[Stored items]
//! The session UI store: owns the current state, runs effects, publishes
//! snapshots.

use std::sync::Arc;

use tokio::sync::watch;

use crate::data::{KeyValueStore, StorageKey};
use crate::ui::action::Action;
use crate::ui::appearance::{Preferences, Theme};
use crate::ui::context::{Clock, IdSource, RandomIds, SystemClock, TransitionContext};
use crate::ui::effect::Effect;
use crate::ui::state::{PersistedAppearance, SessionDefaults, UiState};

pub struct UiStore {
    state: Arc<UiState>,
    storage: Arc<dyn KeyValueStore>,
    clock: Arc<dyn Clock>,
    ids: Arc<dyn IdSource>,
    defaults: SessionDefaults,
    updates: watch::Sender<Arc<UiState>>,
}

impl UiStore {
    /// Build a store over `storage`, starting from whatever appearance it holds
    pub fn new(storage: Arc<dyn KeyValueStore>, defaults: SessionDefaults) -> Self {
        Self::with_sources(storage, defaults, Arc::new(SystemClock), Arc::new(RandomIds))
    }

    /// Like [`UiStore::new`] with explicit time and id sources
    pub fn with_sources(
        storage: Arc<dyn KeyValueStore>,
        defaults: SessionDefaults,
        clock: Arc<dyn Clock>,
        ids: Arc<dyn IdSource>,
    ) -> Self {
        let persisted = load_persisted(storage.as_ref());
        tracing::debug!(
            theme = ?persisted.theme,
            language = ?persisted.language,
            has_preferences = persisted.preferences.is_some(),
            "Loaded persisted appearance"
        );

        let state = Arc::new(UiState::initial(persisted, &defaults));
        let (updates, _) = watch::channel(Arc::clone(&state));

        Self {
            state,
            storage,
            clock,
            ids,
            defaults,
            updates,
        }
    }

    /// Apply one transition, run its effects and publish the new snapshot
    pub fn dispatch(&mut self, action: Action) {
        let name = action.name();
        let effects = {
            let ctx = TransitionContext {
                clock: self.clock.as_ref(),
                ids: self.ids.as_ref(),
                defaults: &self.defaults,
                storage: self.storage.as_ref(),
            };
            // The watch channel holds the previous snapshot, so this clones
            // the state once per dispatch
            Arc::make_mut(&mut self.state).apply(action, &ctx)
        };
        tracing::trace!(action = name, effects = effects.len(), "Dispatched UI action");

        for effect in effects {
            self.run_effect(effect);
        }

        self.updates.send_replace(Arc::clone(&self.state));
    }

    fn run_effect(&self, effect: Effect) {
        match effect {
            Effect::Persist { key, value } => {
                if let Err(e) = self.storage.set(key.as_str(), &value) {
                    tracing::warn!(key = %key, error = %e, "Failed to persist UI state");
                }
            }
        }
    }

    /// Current state; later dispatches never mutate a snapshot already handed out
    pub fn snapshot(&self) -> Arc<UiState> {
        Arc::clone(&self.state)
    }

    /// Receiver that observes every state published after a dispatch
    pub fn subscribe(&self) -> watch::Receiver<Arc<UiState>> {
        self.updates.subscribe()
    }

    pub fn get_scroll_position(&self, component: &str) -> f64 {
        self.state.scroll_position(component)
    }

    pub fn resolve_shortcut(&self, shortcut: &str) -> Option<&str> {
        self.state.resolve_shortcut(shortcut)
    }

    pub fn defaults(&self) -> &SessionDefaults {
        &self.defaults
    }
}

/// Read the appearance keys; malformed values are reported and ignored
fn load_persisted(storage: &dyn KeyValueStore) -> PersistedAppearance {
    let read = |key: StorageKey| match storage.get(key.as_str()) {
        Ok(value) => value,
        Err(e) => {
            tracing::warn!(key = %key, error = %e, "Failed to read persisted UI state");
            None
        }
    };

    let theme = read(StorageKey::Theme).and_then(|raw| match raw.parse::<Theme>() {
        Ok(theme) => Some(theme),
        Err(e) => {
            tracing::warn!(key = %StorageKey::Theme, value = %raw, error = %e, "Ignoring malformed theme");
            None
        }
    });

    let language = read(StorageKey::Language).and_then(|raw| {
        let trimmed = raw.trim();
        if trimmed.is_empty() {
            tracing::warn!(key = %StorageKey::Language, "Ignoring empty language");
            None
        } else {
            Some(trimmed.to_string())
        }
    });

    let preferences =
        read(StorageKey::Preferences).and_then(|raw| match Preferences::from_json(&raw) {
            Ok(preferences) => Some(preferences),
            Err(e) => {
                tracing::warn!(key = %StorageKey::Preferences, error = %e, "Ignoring malformed preferences");
                None
            }
        });

    PersistedAppearance {
        theme,
        language,
        preferences,
    }
}

#[cfg(test)]
mod tests {
    use super::*;
    use crate::data::{MemoryStore, StorageError};
    use crate::ui::appearance::PreferencesPatch;
    use crate::ui::context::{FixedClock, SequentialIds};
    use crate::ui::notifications::NotificationInput;
    use chrono::{DateTime, Utc};

    /// Backend whose reads succeed and whose writes always fail
    struct FailingStore;

    impl KeyValueStore for FailingStore {
        fn get(&self, _key: &str) -> Result<Option<String>, StorageError> {
            Ok(None)
        }

        fn set(&self, _key: &str, _value: &str) -> Result<(), StorageError> {
            Err(StorageError::Unavailable("disk full".into()))
        }

        fn delete(&self, _key: &str) -> Result<(), StorageError> {
            Err(StorageError::Unavailable("disk full".into()))
        }
    }

    fn store_over(storage: Arc<dyn KeyValueStore>) -> UiStore {
        UiStore::with_sources(
            storage,
            SessionDefaults::default(),
            Arc::new(FixedClock(DateTime::<Utc>::from_timestamp(0, 0).unwrap())),
            Arc::new(SequentialIds::new()),
        )
    }

    #[test]
    fn test_dispatch_writes_through() {
        let backend = MemoryStore::new();
        let mut store = store_over(Arc::new(backend.clone()));

        store.dispatch(Action::SetTheme(Theme::Dark));
        store.dispatch(Action::SetLanguage("es".into()));

        assert_eq!(backend.get("theme").unwrap().as_deref(), Some("dark"));
        assert_eq!(backend.get("language").unwrap().as_deref(), Some("es"));
    }

    #[test]
    fn test_persist_failure_keeps_in_memory_state() {
        let mut store = store_over(Arc::new(FailingStore));

        store.dispatch(Action::ToggleTheme);
        store.dispatch(Action::UpdatePreferences(PreferencesPatch {
            markdown: Some(false),
            ..Default::default()
        }));

        let snapshot = store.snapshot();
        assert_eq!(snapshot.theme, Theme::Dark);
        assert!(!snapshot.preferences.markdown);
    }

    #[test]
    fn test_construction_reads_persisted_values() {
        let mut prefs = Preferences::default();
        prefs.read_receipts = false;
        let backend = MemoryStore::with_entries([
            ("theme", "dark".to_string()),
            ("language", "ja".to_string()),
            ("preferences", prefs.to_json()),
        ]);

        let store = store_over(Arc::new(backend));
        let snapshot = store.snapshot();

        assert_eq!(snapshot.theme, Theme::Dark);
        assert_eq!(snapshot.language, "ja");
        assert!(!snapshot.preferences.read_receipts);
    }

    #[test]
    fn test_malformed_values_fall_back() {
        let backend = MemoryStore::with_entries([
            ("theme", "sepia".to_string()),
            ("preferences", "not json".to_string()),
        ]);

        let store = store_over(Arc::new(backend));
        let snapshot = store.snapshot();

        assert_eq!(snapshot.theme, Theme::Light);
        assert_eq!(snapshot.preferences, Preferences::default());
        assert_eq!(snapshot.language, "en");
    }

    #[test]
    fn test_snapshots_are_immutable() {
        let mut store = store_over(Arc::new(MemoryStore::new()));
        let before = store.snapshot();

        store.dispatch(Action::AddNotification(NotificationInput::new("hi", "")));

        assert!(before.notifications.notifications.is_empty());
        assert_eq!(store.snapshot().notifications.notifications.len(), 1);
    }

    #[test]
    fn test_subscribers_see_latest_state() {
        let mut store = store_over(Arc::new(MemoryStore::new()));
        let mut rx = store.subscribe();

        store.dispatch(Action::SaveScrollPosition {
            component: "chat".into(),
            position: 64.0,
        });

        assert!(rx.has_changed().unwrap());
        let latest = rx.borrow_and_update().clone();
        assert_eq!(latest.scroll_position("chat"), 64.0);
        assert_eq!(store.get_scroll_position("chat"), 64.0);
        assert_eq!(store.get_scroll_position("other"), 0.0);
    }
}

# Problem:
From the records, copy out each line that includes the string "StorageError".

# Finished task:
    use crate::data::{MemoryStore, StorageError};
        fn get(&self, _key: &str) -> Result<Option<String>, StorageError> {
        fn set(&self, _key: &str, _value: &str) -> Result<(), StorageError> {
            Err(StorageError::Unavailable("disk full".into()))
        fn delete(&self, _key: &str) -> Result<(), StorageError> {
            Err(StorageError::Unavailable("disk full".into()))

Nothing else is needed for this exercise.